Ash began the evening with a stress-reducing exercise, where each participate was asked to close their eyes and feel where our bodies touched a surface, to take deep breaths, then to bring awareness to our senses: touch, taste, sound, and smell. Not only was this a relaxing erxercise, but it led into the fact that we experience a lot of stress, and stress effects digestion, among other areas of our health. When we experience stress, our liver creates glucose (sugar) so we have the energy to escape dangerous situations. Because we experience so much stress in our culture, Americans typically have bodies overloaded with sugar that we don’t burn off, because the nature of the stress is no longer running from wild animals, but experiencing traffic or job stress. So, de-stressing every day is key for healthy Mamas and for everyone. Even for a few minutes.
But rather than feel overwhelmed by any of this, I felt empowered because Ash shared very accessible tools to help combate negative influences in our health.
Rather than measuring foods or following a plan, Ash introduced an interesting and more creative approach: think about what you eat in terms of color. For example, processed foods like potato chips (even organic ones) are gray, kale would be green; raw, it’s bright green. We each drew a picture (with crayons) of what we’d eaten that day, not actually physical representations of the foods, but color representations. Some people drew landscapes, other looked like Rothko-esque blocks. Pictures with a variety of bright colors are the ones we’re most attracted to, the ones that represent the healthiest foods.

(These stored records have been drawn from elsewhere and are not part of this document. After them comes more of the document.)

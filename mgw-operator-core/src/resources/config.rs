use std::{borrow::Cow, env::var, str::FromStr};

use derive_builder::Builder;
use k8s_openapi::api::core::v1::{ConfigMap, EnvVar, LocalObjectReference};
use thiserror::Error;

use crate::DEFAULT_CONTROL_NAMESPACE;

pub const DEFAULT_HTTP_PORT: i32 = 9090;
pub const DEFAULT_HTTPS_PORT: i32 = 9095;
pub const OBSERVABILITY_PROMETHEUS_PORT: i32 = 9797;

const ENV_CONTROL_NAMESPACE: &str = "MGW_CONTROL_NAMESPACE";
const ENV_HTTP_PORT: &str = "MGW_HTTP_PORT";
const ENV_HTTPS_PORT: &str = "MGW_HTTPS_PORT";
const ENV_OBSERVABILITY_ENABLED: &str = "MGW_OBSERVABILITY_ENABLED";
const ENV_ANALYTICS_ENABLED: &str = "MGW_ANALYTICS_ENABLED";
const ENV_KEYS: [&str; 5] = [
    ENV_CONTROL_NAMESPACE,
    ENV_HTTP_PORT,
    ENV_HTTPS_PORT,
    ENV_OBSERVABILITY_ENABLED,
    ENV_ANALYTICS_ENABLED,
];

const KEY_CONTROL_NAMESPACE: &str = "controlNamespace";
const KEY_HTTP_PORT: &str = "httpPort";
const KEY_HTTPS_PORT: &str = "httpsPort";
const KEY_OBSERVABILITY_ENABLED: &str = "observabilityEnabled";
const KEY_ANALYTICS_ENABLED: &str = "analyticsEnabled";

#[derive(Debug, Error)]
pub enum FromError {
    #[error("ConfigMap data is unset!")]
    MissingData,
    #[error("Value of '{}' couldn't be parsed: {:?}", .0, .1)]
    InvalidValue(Cow<'static, str>, String),
}

/// Operator-wide microgateway settings.
#[derive(Debug, Clone, PartialEq, Eq)]
pub struct MgwSettings {
    pub control_namespace: String,
    pub http_port: i32,
    pub https_port: i32,
    pub observability_enabled: bool,
    pub analytics_enabled: bool,
}

impl Default for MgwSettings {
    fn default() -> Self {
        Self {
            control_namespace: DEFAULT_CONTROL_NAMESPACE.to_owned(),
            http_port: DEFAULT_HTTP_PORT,
            https_port: DEFAULT_HTTPS_PORT,
            observability_enabled: false,
            analytics_enabled: false,
        }
    }
}

impl MgwSettings {
    pub fn from_env() -> Result<Self, FromError> {
        Self::from_lookup(|key| var(key).ok(), ENV_KEYS)
    }

    pub fn from_configmap(configmap: &ConfigMap) -> Result<Self, FromError> {
        let data = configmap.data.as_ref().ok_or(FromError::MissingData)?;

        Self::from_lookup(
            |key| data.get(key).map(|value| value.to_owned()),
            [
                KEY_CONTROL_NAMESPACE,
                KEY_HTTP_PORT,
                KEY_HTTPS_PORT,
                KEY_OBSERVABILITY_ENABLED,
                KEY_ANALYTICS_ENABLED,
            ],
        )
    }

    fn from_lookup(
        lookup: impl Fn(&str) -> Option<String>,
        [namespace, http, https, observability, analytics]: [&'static str; 5],
    ) -> Result<Self, FromError> {
        let defaults = Self::default();

        Ok(Self {
            control_namespace: lookup(namespace)
                .filter(|value| !value.trim().is_empty())
                .unwrap_or(defaults.control_namespace),
            http_port: parse_or(&lookup, http, defaults.http_port)?,
            https_port: parse_or(&lookup, https, defaults.https_port)?,
            observability_enabled: parse_or(&lookup, observability, false)?,
            analytics_enabled: parse_or(&lookup, analytics, false)?,
        })
    }
}

fn parse_or<T: FromStr>(
    lookup: &impl Fn(&str) -> Option<String>,
    key: &'static str,
    default: T,
) -> Result<T, FromError> {
    match lookup(key) {
        Some(raw) if !raw.trim().is_empty() => raw
            .trim()
            .parse()
            .map_err(|_| FromError::InvalidValue(key.into(), raw)),
        _ => Ok(default),
    }
}

/// Image registry defaults applied to every microgateway container.
#[derive(Debug, Clone, Default, Builder)]
#[builder(default)]
pub struct RegistryConfig {
    #[builder(setter(into))]
    pub image_path: String,
    pub env: Vec<EnvVar>,
    pub image_pull_secrets: Vec<LocalObjectReference>,
}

Another point I loved was Ash’s focus on creating nutrient-dense meals. “It’s not about eliminating pizza, but throw some arugula on it,” Ash said. “If you’re having a burger, add an avocado. Avocado supplies Omega 3 fatty acids, arugula is loaded with antioxidants.”
In the same vein, if you have use sugar, choose one that also benefits you. For example, honey contains minerals that white sugar does not. Better yet, blackstrap molasses contains iron, magnesium, and Vitamin B6.
In terms of pregnancy or fertility-specific eating, Ash posited that if a person is considering getting pregnant, they want to create a nutrient reservoir, since many people don’t know they’re pregnant for quite a while.
As doulas know, in pregnancy a person’s protein requirements double. So, it’s optimal to eat protein with every meal. But there are complete and incomplete proteins. Incomplete proteins need to be combined with other incomplete proteins, such as brown rice and beans and/or nuts. News to me: Spirulina, buckwheat, and quinoa are complete proteins, equal to animal meat.
For morning sickness, try keep something in the stomach at all times. “Keep an orange next to the bed,” Ash suggested. “Don’t eat meals, but graze all day.”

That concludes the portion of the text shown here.